Work order → Set down each entry from the block beneath, exactly as written.

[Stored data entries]
---

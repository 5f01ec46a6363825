//! Local-cache eviction: `MAX_AGE_DAYS` and `MAX_TOTAL` caps apply to the
//! local cache only, enforced opportunistically at write time (§4.6).
//!
//! Grounded on the teacher's `lifecycle.rs` reset-boundary test style; the
//! semantics are new — this is a capacity/age sweep over the local cache,
//! not a daily-reset policy.

use chrono::{DateTime, Utc};
use rsa_domain::chat_session::ChatSession;

use crate::store::SessionStore;

/// Evaluate the local cache against the configured caps and evict whatever
/// is over them. Returns the number of sessions evicted.
pub fn sweep(store: &SessionStore, max_age_days: u32, max_total: usize, now: DateTime<Utc>) -> usize {
    let mut sessions = store.cached_sessions();
    let mut evicted = 0;

    // Age cap first: anything older than max_age_days goes regardless of count.
    let stale_ids: Vec<String> = sessions
        .iter()
        .filter(|s| is_stale(s, max_age_days, now))
        .map(|s| s.session_id.clone())
        .collect();
    for id in &stale_ids {
        store.evict_local(id);
        evicted += 1;
    }
    sessions.retain(|s| !stale_ids.contains(&s.session_id));

    // Total cap: evict oldest-updated first until under the limit.
    if sessions.len() > max_total {
        sessions.sort_by_key(|s| s.updated_at);
        let overflow = sessions.len() - max_total;
        for session in sessions.iter().take(overflow) {
            store.evict_local(&session.session_id);
            evicted += 1;
        }
    }

    evicted
}

fn is_stale(session: &ChatSession, max_age_days: u32, now: DateTime<Utc>) -> bool {
    let age = now.signed_duration_since(session.updated_at);
    age.num_days() >= max_age_days as i64
}

#[cfg(test)]
mod tests {
    use super::*;
    use rsa_domain::config::DeploymentMode;

    fn session_at(id: &str, updated_at: DateTime<Utc>) -> ChatSession {
        let mut s = ChatSession::new(id, "t");
        s.updated_at = updated_at;
        s
    }

    async fn store_with(sessions: Vec<ChatSession>, dir: &std::path::Path) -> SessionStore {
        let store = SessionStore::new(DeploymentMode::Local, Some(dir.to_path_buf()), None).unwrap();
        for s in sessions {
            store.create(&s).await.unwrap();
        }
        store
    }

    #[tokio::test]
    async fn evicts_sessions_older_than_max_age() {
        let dir = tempfile::tempdir().unwrap();
        let now = Utc::now();
        let sessions = vec![
            session_at("old", now - chrono::Duration::days(40)),
            session_at("fresh", now - chrono::Duration::days(1)),
        ];
        let store = store_with(sessions, dir.path()).await;
        let evicted = sweep(&store, 30, 100, now);
        assert_eq!(evicted, 1);
        assert!(store.load("old").await.unwrap().is_none());
        assert!(store.load("fresh").await.unwrap().is_some());
    }

    #[tokio::test]
    async fn evicts_oldest_first_when_over_total_cap() {
        let dir = tempfile::tempdir().unwrap();
        let now = Utc::now();
        let sessions = vec![
            session_at("a", now - chrono::Duration::hours(3)),
            session_at("b", now - chrono::Duration::hours(2)),
            session_at("c", now - chrono::Duration::hours(1)),
        ];
        let store = store_with(sessions, dir.path()).await;
        let evicted = sweep(&store, 30, 2, now);
        assert_eq!(evicted, 1);
        assert!(store.load("a").await.unwrap().is_none());
        assert!(store.load("b").await.unwrap().is_some());
        assert!(store.load("c").await.unwrap().is_some());
    }

    #[tokio::test]
    async fn no_eviction_under_caps() {
        let dir = tempfile::tempdir().unwrap();
        let now = Utc::now();
        let sessions = vec![session_at("a", now)];
        let store = store_with(sessions, dir.path()).await;
        assert_eq!(sweep(&store, 30, 100, now), 0);
    }
}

---

Solution below →
repository 5f01ec46a6363825
//! Local-cache eviction: `MAX_AGE_DAYS` and `MAX_TOTAL` caps apply to the
//! local cache only, enforced opportunistically at write time (§4.6).
//!
//! Grounded on the teacher's `lifecycle.rs` reset-boundary test style; the
//! semantics are new — this is a capacity/age sweep over the local cache,
//! not a daily-reset policy.

use chrono::{DateTime, Utc};
use rsa_domain::chat_session::ChatSession;

use crate::store::SessionStore;

/// Evaluate the local cache against the configured caps and evict whatever
/// is over them. Returns the number of sessions evicted.
pub fn sweep(store: &SessionStore, max_age_days: u32, max_total: usize, now: DateTime<Utc>) -> usize {
    let mut sessions = store.cached_sessions();
    let mut evicted = 0;

    // Age cap first: anything older than max_age_days goes regardless of count.
    let stale_ids: Vec<String> = sessions
        .iter()
        .filter(|s| is_stale(s, max_age_days, now))
        .map(|s| s.session_id.clone())
        .collect();
    for id in &stale_ids {
        store.evict_local(id);
        evicted += 1;
    }
    sessions.retain(|s| !stale_ids.contains(&s.session_id));

    // Total cap: evict oldest-updated first until under the limit.
    if sessions.len() > max_total {
        sessions.sort_by_key(|s| s.updated_at);
        let overflow = sessions.len() - max_total;
        for session in sessions.iter().take(overflow) {
            store.evict_local(&session.session_id);
            evicted += 1;
        }
    }

    evicted
}

fn is_stale(session: &ChatSession, max_age_days: u32, now: DateTime<Utc>) -> bool {
    let age = now.signed_duration_since(session.updated_at);
    age.num_days() >= max_age_days as i64
}

#[cfg(test)]
mod tests {
    use super::*;
    use rsa_domain::config::DeploymentMode;

    fn session_at(id: &str, updated_at: DateTime<Utc>) -> ChatSession {
        let mut s = ChatSession::new(id, "t");
        s.updated_at = updated_at;
        s
    }

    async fn store_with(sessions: Vec<ChatSession>, dir: &std::path::Path) -> SessionStore {
        let store = SessionStore::new(DeploymentMode::Local, Some(dir.to_path_buf()), None).unwrap();
        for s in sessions {
            store.create(&s).await.unwrap();
        }
        store
    }

    #[tokio::test]
    async fn evicts_sessions_older_than_max_age() {
        let dir = tempfile::tempdir().unwrap();
        let now = Utc::now();
        let sessions = vec![
            session_at("old", now - chrono::Duration::days(40)),
            session_at("fresh", now - chrono::Duration::days(1)),
        ];
        let store = store_with(sessions, dir.path()).await;
        let evicted = sweep(&store, 30, 100, now);
        assert_eq!(evicted, 1);
        assert!(store.load("old").await.unwrap().is_none());
        assert!(store.load("fresh").await.unwrap().is_some());
    }

    #[tokio::test]
    async fn evicts_oldest_first_when_over_total_cap() {
        let dir = tempfile::tempdir().unwrap();
        let now = Utc::now();
        let sessions = vec![
            session_at("a", now - chrono::Duration::hours(3)),
            session_at("b", now - chrono::Duration::hours(2)),
            session_at("c", now - chrono::Duration::hours(1)),
        ];
        let store = store_with(sessions, dir.path()).await;
        let evicted = sweep(&store, 30, 2, now);
        assert_eq!(evicted, 1);
        assert!(store.load("a").await.unwrap().is_none());
        assert!(store.load("b").await.unwrap().is_some());
        assert!(store.load("c").await.unwrap().is_some());
    }

    #[tokio::test]
    async fn no_eviction_under_caps() {
        let dir = tempfile::tempdir().unwrap();
        let now = Utc::now();
        let sessions = vec![session_at("a", now)];
        let store = store_with(sessions, dir.path()).await;
        assert_eq!(sweep(&store, 30, 100, now), 0);
    }
}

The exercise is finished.